Yale Students Think They Can Cure Hangovers for Real
Some people swear that Gatorade is the perfect hangover cure, while others insist on drinking a glass of water with Advil before going to bed drunk. Unfortunately, scientists don’t actually understand how and why we get hangovers all that well, contrary to what you might have heard [PDF]. That makes curing them challenging, but a pair of students at Yale University claim they’ve found the answer, Time reports.
Liam McClintock and Margaret Morse's powder supplement, SunUp, is designed to be mixed with water and then ingested before you hit the party. According to the creators, the powder mixture targets four different aspects of hangover creation: the buildup of the toxic alcohol byproduct acetaldehyde in the liver; the glutamine overproduction that causes poor sleep after drinking; the overproduction of cytokines that causes inflammation in the immune system; and the loss of vitamins and electrolytes. Ideally, SunUp’s ingredients combat all these processes to leave you feeling better the next morning.

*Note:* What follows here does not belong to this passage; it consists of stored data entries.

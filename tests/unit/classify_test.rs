//! Tests for end-to-end classification and reconciliation

use pr_size_labeler::core::SizingError;
use pr_size_labeler::core::models::{ChangeRecord, Dimension, FileStatus, SizeTier};
use pr_size_labeler::core::services::{
    ExclusionSet, aggregate, classify, pick_winner, reconcile, resolve_tier,
};

use crate::common::{labels, modified, standard_config, standard_tiers};

// =============================================================================
// CLASSIFICATION
// =============================================================================

#[test]
fn test_no_files_is_smallest_tier() {
    let config = standard_config();
    let result = classify(&[], &config.policy()).unwrap();
    assert_eq!(result.counts.files, 0);
    assert_eq!(result.winner.name, "xs");
}

#[test]
fn test_small_change_set() {
    let config = standard_config();
    let changes = vec![modified("file1.go", 5), modified("file2.go", 10)];
    let result = classify(&changes, &config.policy()).unwrap();
    assert_eq!(result.by_files.name, "s");
    assert_eq!(result.by_lines.name, "s");
    assert_eq!(result.winner.name, "s");
}

#[test]
fn test_lines_push_size_up() {
    let config = standard_config();
    let changes = vec![modified("file1.go", 30), modified("file2.go", 70)];
    let result = classify(&changes, &config.policy()).unwrap();
    assert_eq!(result.by_files.name, "s");
    assert_eq!(result.by_lines.name, "m");
    assert_eq!(result.winner.name, "m");
}

#[test]
fn test_excluded_file_is_ignored() {
    let config = standard_config();
    let changes = vec![modified("exclude.txt", 100), modified("file2.go", 20)];
    let result = classify(&changes, &config.policy()).unwrap();
    assert_eq!(result.counts.files, 1);
    assert_eq!(result.counts.lines, 20);
    assert_eq!(result.by_files.name, "xs");
    assert_eq!(result.by_lines.name, "s");
    assert_eq!(result.winner.name, "s");
}

#[test]
fn test_added_lines_only_ignores_deletions() {
    let mut config = standard_config();
    config.added_lines_only = true;
    let changes = vec![
        ChangeRecord::new("big_delete.rs", FileStatus::Removed, 0, 5000),
        ChangeRecord::new("edit.rs", FileStatus::Modified, 4, 900),
    ];
    let result = classify(&changes, &config.policy()).unwrap();
    assert_eq!(result.counts.files, 1);
    assert_eq!(result.counts.lines, 4);
    assert_eq!(result.winner.name, "xs");
}

// =============================================================================
// DOCUMENTED SCENARIOS
// =============================================================================

#[test]
fn test_zero_files_resolve_to_first_tier() {
    let tiers = vec![SizeTier::new("xs", 10, 1, ["size/xs"]), SizeTier::new("s", 50, 10, ["size/s"])];
    assert_eq!(resolve_tier(&tiers, 0, Dimension::Files).unwrap().name, "xs");
}

#[test]
fn test_excluded_file_contributes_to_neither_count() {
    let counts = aggregate(&[modified("exclude.txt", 100)], &ExclusionSet::new(&["exclude.*"]), false);
    assert_eq!(counts.files, 0);
    assert_eq!(counts.lines, 0);
}

#[test]
fn test_removed_file_skipped_when_counting_added_lines() {
    let removed = ChangeRecord::new("gone.rs", FileStatus::Removed, 12, 340);
    let counts = aggregate(&[removed], &ExclusionSet::default(), true);
    assert_eq!(counts.files, 0);
    assert_eq!(counts.lines, 0);
}

#[test]
fn test_later_tier_wins_tie_break() {
    let tiers = standard_tiers();
    assert_eq!(pick_winner(&tiers, &tiers[1], &tiers[2]).unwrap().name, "m");
}

#[test]
fn test_reconcile_swaps_size_label_only() {
    let tiers = standard_tiers()[..4].to_vec();
    let plan = reconcile(&tiers, &tiers[3], &labels(&["size/m", "bug"]));
    assert_eq!(plan.to_remove, labels(&["size/m"]));
    assert_eq!(plan.to_add, labels(&["size/l"]));
}

#[test]
fn test_reconcile_converges() {
    let tiers = standard_tiers();
    let current = labels(&["size/xs", "size/m", "bug"]);
    let plan = reconcile(&tiers, &tiers[2], &current);
    let after = plan.apply_to(&current);
    assert_eq!(after, labels(&["size/m", "bug"]));
    assert!(reconcile(&tiers, &tiers[2], &after).is_empty());
}

#[test]
fn test_empty_tiers_are_rejected() {
    assert_eq!(resolve_tier(&[], 3, Dimension::Lines), Err(SizingError::EmptyTierList));
}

SunUp doesn’t have a monopoly on the hangover-cure space. There are also hangover-aiding supplements like Over EZ and HangOver, pill packs designed to be taken before you start drinking, before you go to bed, or when you wake up the next morning. SunUp’s team acknowledges, too, that the science they based their product development on isn’t entirely rock-hard: “For full disclosure, many of these studies were performed on rodents, not humans, and there is limited scientific evidence linking our ingredients directly to hangover prevention,” they write on the SunUp blog.
Right now, the SunUp team is crowdfunding to raise enough money to manufacture their first commercial batch, which will cost a minimum of $20,000. On Indiegogo, single packs cost $5 each, or you can buy in larger quantities at up to a 60 percent discount. (If you throw down $7000, you get a whole 4000 servings.) The deliveries are expected by the end of April.